[TRY IT]: The answer must consist of every line below that contains the word "ordinal".

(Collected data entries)

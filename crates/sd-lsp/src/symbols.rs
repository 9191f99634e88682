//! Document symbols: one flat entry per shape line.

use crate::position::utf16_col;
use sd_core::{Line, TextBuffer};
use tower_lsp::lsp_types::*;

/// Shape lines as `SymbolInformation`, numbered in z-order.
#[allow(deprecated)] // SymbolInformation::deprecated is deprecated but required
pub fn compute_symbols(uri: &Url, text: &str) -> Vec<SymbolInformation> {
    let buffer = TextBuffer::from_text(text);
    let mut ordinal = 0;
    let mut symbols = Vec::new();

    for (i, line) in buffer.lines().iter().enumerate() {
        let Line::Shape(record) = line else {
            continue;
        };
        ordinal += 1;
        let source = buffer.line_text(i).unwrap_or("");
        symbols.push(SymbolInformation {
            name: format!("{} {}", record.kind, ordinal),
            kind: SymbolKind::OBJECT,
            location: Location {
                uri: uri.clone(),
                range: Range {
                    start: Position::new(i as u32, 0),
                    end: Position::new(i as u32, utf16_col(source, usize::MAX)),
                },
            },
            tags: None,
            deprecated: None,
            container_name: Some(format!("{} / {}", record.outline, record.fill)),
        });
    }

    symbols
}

[ANSWER TO THIS PROBLEM]:
    let mut ordinal = 0;
        ordinal += 1;
            name: format!("{} {}", record.kind, ordinal),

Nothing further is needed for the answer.